Het Nieuwsblad befasst sich mit den jüngsten Meldungen zur Inflation: Die Teuerung scheint ihren Peak erreicht zu haben, weltweit hört man positive Berichte. Das sind gute Nachrichten für Wirtschaft und Betriebe, zumindest kurzfristig betrachtet. Aber diese Lichtblicke sollten nicht darüber hinwegtäuschen, dass quasi nichts darauf hindeutet, dass unser Leben effektiv weniger teuer werden könnte. Hinzu kommt, dass es nur Prognosen sind. Ein strenger Winter könnte diese positive Entwicklung zum Beispiel bremsen. Unerwartete geopolitische Probleme, in China etwa, könnten sie ganz zum Erliegen bringen. Man muss kein Wahrsager sein, um zu wissen, dass die Kaufkraftkrise noch lange andauern wird, warnt Het Nieuwsblad.
Unerhörter Mut
Andere Zeitungen blicken auf die anhaltenden Proteste gegen die strenge Null-Covid-Politik in China: Le Soir beispielsweise freut sich darüber, wie sich gerade wieder zeigt, wie sich Völker als Stein im Schuh beziehungsweise im Stiefel von Diktatoren erweisen können. Das sieht man in China, das sieht man an den von iranischen Frauen angestoßenen Protesten gegen das Mullah-Regime und auch an den Ukrainern, die sich unerwartet heftig dem Aggressor Wladimir Putin widersetzen. Man muss natürlich auch aufpassen: Auch in Demokratien können die Machthabenden durchaus blind sein für diese Art von "menschlichem Faktor", über den Peking, Teheran und Moskau gerade stolpern. Diese Art von Revolten schafft es außerdem auch nicht immer, sich gegen skrupellose und blutrünstige Regime durchzusetzen. Und schließlich können solche Bewegungen letztlich auch durchaus mehr als zweifelhafte Gestalten an die Macht bringen. Aber heute sollten wir trotzdem vor allem den unerhörten Mut dieser Menschen würdigen und ihn unterstützen, fordert Le Soir.
Boris Schmidt
Apropos "strenge Null-Covid-Politik in China":
Noch Ende 2020 lobten viele westliche Politiker und auch die (dazuge)hörige Mehrheit der Presse die Maßnahmen Chinas, um das Corona-Virus einzudämmen.

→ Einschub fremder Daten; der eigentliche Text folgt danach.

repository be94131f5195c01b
pub mod panels;
pub mod plot;
pub mod table;
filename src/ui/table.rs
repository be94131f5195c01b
use eframe::egui::{self, Align, Layout, ScrollArea, Ui};
use egui_extras::{Column as TableColumn, TableBuilder};

use crate::data::model::{COLUMNS, HousingTable};

// ---------------------------------------------------------------------------
// Raw data (collapsible)
// ---------------------------------------------------------------------------

const ROW_HEIGHT: f32 = 18.0;

/// Every row and column of `table`, verbatim, inside a collapsed section.
pub fn raw_data(ui: &mut Ui, table: &HousingTable) {
    egui::CollapsingHeader::new("RAW Data")
        .default_open(false)
        .show(ui, |ui: &mut Ui| {
            if table.is_empty() {
                ui.label("No rows match the current filters.");
            }

            ScrollArea::horizontal()
                .id_salt("raw_data_scroll")
                .show(ui, |ui: &mut Ui| {
                    TableBuilder::new(ui)
                        .striped(true)
                        .resizable(true)
                        .cell_layout(Layout::left_to_right(Align::Center))
                        .column(TableColumn::auto().at_least(40.0))
                        .columns(TableColumn::auto().at_least(60.0), COLUMNS.len())
                        .max_scroll_height(320.0)
                        .header(20.0, |mut header| {
                            header.col(|ui| {
                                ui.strong("#");
                            });
                            for info in &COLUMNS {
                                header.col(|ui| {
                                    ui.strong(info.name).on_hover_text(info.description);
                                });
                            }
                        })
                        .body(|body| {
                            body.rows(ROW_HEIGHT, table.len(), |mut row| {
                                let record = &table.records()[row.index()];
                                row.col(|ui| {
                                    ui.label(record.index.to_string());
                                });
                                for info in &COLUMNS {
                                    row.col(|ui| {
                                        ui.label(record.display(info.column));
                                    });
                                }
                            });
                        });
                });
        });
}
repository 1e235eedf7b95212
//! # Chain Sync
//!
//! Hash-linked ledger replicated across peers. Each node accepts blocks,
//! validates them locally and reconciles divergence with a small gossip
//! exchange under the longest-valid-chain rule.
//!
//! ## Architecture Role
//!
//! ```text
//! [Operator] ──submit_block──→ [ChainSyncService] ←──frames── [Peer A]
//!                                    │    ↑                      [Peer B] ...
//!                                 resolve │
//!                                    ↓    │
//!                              [Local Chain]
//!                                    │
//!                                    ↓ broadcast
//!                           [ConnectionRegistry] ──→ every peer
//! ```
//!
//! ## Layers
//!
//! - `domain`: blocks, hashing, validation and the resolver (pure, no I/O)
//! - `messages`: the typed wire protocol and its JSON codec
//! - `registry`: the set of open peer connections
//! - `ports`: the seams to transports and clocks
//! - `service`: the single owner of the local chain

pub mod domain;
pub mod messages;
pub mod ports;
pub mod registry;
pub mod service;

pub use domain::*;
pub use messages::{SyncMessage, WireError};
pub use ports::inbound::ChainSyncApi;
pub use ports::outbound::{PeerLink, SystemTimeSource, TimeSource};
pub use registry::{ConnectionId, ConnectionRegistry};
pub use service::{ChainSyncService, QueryAllScope, SyncConfig, SyncError};
//! # Block Entity
//!
//! A block is one ledger entry linked to its predecessor by hash.
//!
//! ## Hash Rule
//!
//! ```text
//! hash = hex(SHA-256( index ‖ previous_hash ‖ timestamp ‖ data ))
//! ```
//!
//! Integers are rendered in decimal and the four strings are concatenated
//! without separators. Every node in a deployment must agree on this rule.

use serde::{Deserialize, Serialize};
use sha2::{Digest, Sha256};

/// Index of the genesis block.
pub const GENESIS_INDEX: u64 = 0;
/// Previous-hash sentinel carried by the genesis block.
pub const GENESIS_PREVIOUS_HASH: &str = "0";
/// Creation time of the genesis block (seconds since epoch).
pub const GENESIS_TIMESTAMP: u64 = 1_465_154_705;
/// Payload of the genesis block.
pub const GENESIS_DATA: &str = "my genesis block!!";
/// Precomputed hash of the genesis block.
pub const GENESIS_HASH: &str = "816534932c2b7154836da6afc367695e6337db8a921823784c14378abed4f7d7";

/// A single ledger entry.
///
/// Serialized with camelCase field names so that peers exchange
/// `{"index":..,"previousHash":..,"timestamp":..,"data":..,"hash":..}`.
#[derive(Clone, Debug, PartialEq, Eq, Serialize, Deserialize)]
#[serde(rename_all = "camelCase")]
pub struct Block {
    /// Position in the chain (0 = genesis).
    pub index: u64,
    /// Hash of the preceding block, `"0"` for genesis.
    pub previous_hash: String,
    /// Creation time in seconds since epoch.
    pub timestamp: u64,
    /// Opaque payload.
    pub data: String,
    /// Self-certifying hash over the other four fields.
    pub hash: String,
}

impl Block {
    /// Creates a block with an explicitly provided hash.
    ///
    /// No check is made that `hash` matches the fields; use
    /// [`Block::is_well_formed`] for that.
    pub fn new(
        index: u64,
        previous_hash: impl Into<String>,
        timestamp: u64,
        data: impl Into<String>,
        hash: impl Into<String>,
    ) -> Self {
        Self {
            index,
            previous_hash: previous_hash.into(),
            timestamp,
            data: data.into(),
            hash: hash.into(),
        }
    }

    /// Builds the successor of `previous` carrying `data`, stamped at `now`.
    ///
    /// Side-effect free: the caller decides whether to append it.
    pub fn next(previous: &Block, data: impl Into<String>, now: u64) -> Self {
        let index = previous.index + 1;
        let data = data.into();
        let hash = calculate_hash(index, &previous.hash, now, &data);
        Self {
            index,
            previous_hash: previous.hash.clone(),
            timestamp: now,
            data,
            hash,
        }
    }

    /// Recomputes the hash over this block's own fields.
    pub fn computed_hash(&self) -> String {
        calculate_hash(self.index, &self.previous_hash, self.timestamp, &self.data)
    }

    /// True iff the stored hash equals the recomputed one.
    pub fn is_well_formed(&self) -> bool {
        self.computed_hash() == self.hash
    }

    /// True iff this block is field-for-field the genesis constant.
    pub fn is_genesis(&self) -> bool {
        *self == genesis_block()
    }

    /// First eight hex chars of the hash, for log lines.
    pub fn short_hash(&self) -> &str {
        self.hash.get(..8).unwrap_or(self.hash.as_str())
    }
}

/// Digest of a block's fields.
pub fn calculate_hash(index: u64, previous_hash: &str, timestamp: u64, data: &str) -> String {
    let mut hasher = Sha256::new();
    hasher.update(index.to_string().as_bytes());
    hasher.update(previous_hash.as_bytes());
    hasher.update(timestamp.to_string().as_bytes());
    hasher.update(data.as_bytes());
    hex::encode(hasher.finalize())
}

/// The fixed first block shared by every valid chain.
pub fn genesis_block() -> Block {
    Block::new(
        GENESIS_INDEX,
        GENESIS_PREVIOUS_HASH,
        GENESIS_TIMESTAMP,
        GENESIS_DATA,
        GENESIS_HASH,
    )
}
//! Outbound ports (SPI) for Chain Sync.

use crate::messages::SyncMessage;
use crate::service::SyncError;

/// One open peer connection.
///
/// Implementations must not block: a send either enqueues the message or
/// fails immediately, so a stalled peer never holds up the caller.
pub trait PeerLink: Send + Sync {
    /// Address the connection was opened to or accepted from.
    fn remote_addr(&self) -> String;

    /// Best-effort send of one message.
    fn send(&self, message: &SyncMessage) -> Result<(), SyncError>;
}

/// Time source for block timestamps
pub trait TimeSource: Send + Sync {
    /// Get current unix timestamp in seconds
    fn now(&self) -> u64;
}

/// Default time source using system time
#[derive(Clone, Copy, Debug, Default)]
pub struct SystemTimeSource;

impl TimeSource for SystemTimeSource {
    fn now(&self) -> u64 {
        std::time::SystemTime::now()
            .duration_since(std::time::UNIX_EPOCH)
            .unwrap_or_default()
            .as_secs()
    }
}
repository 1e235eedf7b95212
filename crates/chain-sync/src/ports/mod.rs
//! Port definitions for Chain Sync
//!
//! - `inbound`: the API driven by transports and the control surface
//! - `outbound`: what the service needs from the outside world

pub mod inbound;
pub mod outbound;

pub use inbound::*;
pub use outbound::*;
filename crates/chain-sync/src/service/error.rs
//! Error types for the synchronization service

use thiserror::Error;

use crate::domain::ValidationError;
use crate::messages::WireError;
use crate::registry::ConnectionId;

/// Chain sync errors.
#[derive(Debug, Error)]
pub enum SyncError {
    #[error("Submission rejected: {0}")]
    SubmissionRejected(ValidationError),

    #[error("Unknown connection: {0}")]
    UnknownConnection(ConnectionId),

    #[error("Peer send queue full: {0}")]
    PeerBackpressure(String),

    #[error("Peer disconnected")]
    PeerDisconnected,

    #[error("Wire error: {0}")]
    Wire(#[from] WireError),
}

Und auf einmal kritisiert jederman die KPChina für diese Vorgehensweise.
dann sollten sich viele Politiker in unseren Breiten sich mal für die damaligen Maßnahmen entschuldigen.
Denn damalige Maßnahmen-Kritiker und -gegner wurden bezeichnet als Corona-Leugner, Covidioten bis hin zu "rechtsradikalen Oma-Mördern" (war mir passiert)
Man merke: der Lockdown war bis dato der größte Erfolg der chinesischen Propaganda, und sonst gar nichts.
Niemand wusste zu Beginn 2020, was auf uns zu kommen würde, aber wo bleibt die offizielle Aufarbeitung dieser Vergangenheit?
Wer von den Offiziellen nun die Zustände in China an den Pranger stellt, sollte zuerst mal vor der eigenen Haustür kehren.